The Handprint in Blood

Photo: https://unsplash.com/@crinaparasca

Last week it was my turn to answer live Q&As on the Genealogical Crime Mystery Book Club Facebook page (f you aren’t already a member do check it out. It’s a great place to recommend books and to pick up recommendations. Tomorrow evening at 7pm it’s Steve Robinson’s turn).

A couple of the questions for me were about the inclusion of the supernatural in my books and how did I become interested in the subject. I replied that I have always had a curiosity around the subject, partly because of events during my schooldays.

My school was a converted stately home, that included part of the original structure built in 1490. For a group of impressionable schoolgirls, this was fascinating. Soon into our first year we were inducted into the many tales of the weird, spooky and downright scary. One such was that there was supposed to be a handprint in blood on one of the walls in the old hall. This was our dining room. It was the typical shape of a medieval hall, with a vaulted room. One end was supposed to have originally had a minstrel’s gallery. The handprint was supposed to have been the result of a gruesome murder (of course!).

Like many before us, my group wanted to know how the story of how the famed handprint had come to be on the wall, so we held seances, without, we hoped, the teachers ever finding out.

As a twelve year old, to see a glass whizzing around a set of letters was the most bizarre, terrifying and exciting experience – ever! Little has outdone it since. I can’t remember any of the messages, and now I am quite sure that some of my mates were pushing the glass.
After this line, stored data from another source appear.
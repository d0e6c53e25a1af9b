//! Authorization request and flow props

use std::collections::BTreeMap;
use std::fmt;
use std::sync::Arc;

use super::prompt::ConnectWidget;

/// Zero-argument continuation (`on_finish` or the backend's `resume`)
pub type Continuation = Arc<dyn Fn() + Send + Sync>;

/// Default connect endpoint shared by both flows
pub const DEFAULT_CONNECT_PATH: &str = "/auth/connect";

/// Default return target for the popup flow; the page there closes itself
pub const DEFAULT_POPUP_RETURN_TO: &str = "/close";

/// What the backend needs the user to authorize
///
/// Immutable for the duration of one flow attempt.
#[derive(Clone)]
pub struct AuthorizationRequest {
    /// Identity provider connection to authorize against
    pub connection: String,
    /// Scopes to request, in order
    pub required_scopes: Vec<String>,
    /// Extra parameters forwarded to the provider's authorization request
    pub authorization_params: BTreeMap<String, String>,
    /// Backend-supplied continuation that re-enters the paused operation
    pub resume: Option<Continuation>,
}

impl AuthorizationRequest {
    pub fn new(connection: impl Into<String>) -> Self {
        Self {
            connection: connection.into(),
            required_scopes: Vec::new(),
            authorization_params: BTreeMap::new(),
            resume: None,
        }
    }

    pub fn with_scopes<I, S>(mut self, scopes: I) -> Self
    where
        I: IntoIterator<Item = S>,
        S: Into<String>,
    {
        self.required_scopes = scopes.into_iter().map(Into::into).collect();
        self
    }

    pub fn with_param(mut self, key: impl Into<String>, value: impl Into<String>) -> Self {
        self.authorization_params.insert(key.into(), value.into());
        self
    }

    pub fn with_resume(mut self, resume: Continuation) -> Self {
        self.resume = Some(resume);
        self
    }
}

impl fmt::Debug for AuthorizationRequest {
    fn fmt(&self, f: &mut fmt::Formatter<'_>) -> fmt::Result {
        f.debug_struct("AuthorizationRequest")
            .field("connection", &self.connection)
            .field("required_scopes", &self.required_scopes)
            .field("authorization_params", &self.authorization_params)
            .field("resume", &self.resume.is_some())
            .finish()
    }
}

/// Overrides for the destination and return target of the authorization hop
#[derive(Debug, Clone, Default, PartialEq, Eq)]
pub struct AuthRouting {
    pub connect_path: Option<String>,
    pub return_to: Option<String>,
}

impl AuthRouting {
    pub fn connect_path(&self) -> &str {
        self.connect_path.as_deref().unwrap_or(DEFAULT_CONNECT_PATH)
    }
}

/// Inputs shared by the popup and redirect controllers
#[derive(Clone)]
pub struct ConsentProps {
    pub request: AuthorizationRequest,
    pub auth: AuthRouting,
    /// Caller continuation; takes precedence over `request.resume`
    pub on_finish: Option<Continuation>,
    pub widget: ConnectWidget,
}

impl ConsentProps {
    pub fn new(request: AuthorizationRequest, widget: ConnectWidget) -> Self {
        Self {
            request,
            auth: AuthRouting::default(),
            on_finish: None,
            widget,
        }
    }

    pub fn with_auth(mut self, auth: AuthRouting) -> Self {
        self.auth = auth;
        self
    }

    pub fn with_on_finish(mut self, on_finish: Continuation) -> Self {
        self.on_finish = Some(on_finish);
        self
    }

    /// The single continuation a completed flow invokes, if any
    pub fn continuation(&self) -> Option<Continuation> {
        self.on_finish
            .clone()
            .or_else(|| self.request.resume.clone())
    }
}

impl fmt::Debug for ConsentProps {
    fn fmt(&self, f: &mut fmt::Formatter<'_>) -> fmt::Result {
        f.debug_struct("ConsentProps")
            .field("request", &self.request)
            .field("auth", &self.auth)
            .field("on_finish", &self.on_finish.is_some())
            .field("widget", &self.widget)
            .finish()
    }
}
It was a privilege to be in such magnificent surroundings, but our education including nothing about them.

We never found the story or indeed I have not since found any story of such a murder, in medieval times or since and it was probably no more than a schoolgirls’ attempt to glamourize our surroundings. I still visit the building when I can and as always, am amazed that I spent five days a week in a place so full of history.

The building is Tredegar House in Newport, which serves as the role model for Knyghton House in the Maze novels. It’s a National Trust property now. Well worth a visit if you are ever in South Wales. If you do visit, remember to visit the old hall, see if you can work out where the handprint in blood is supposed to be!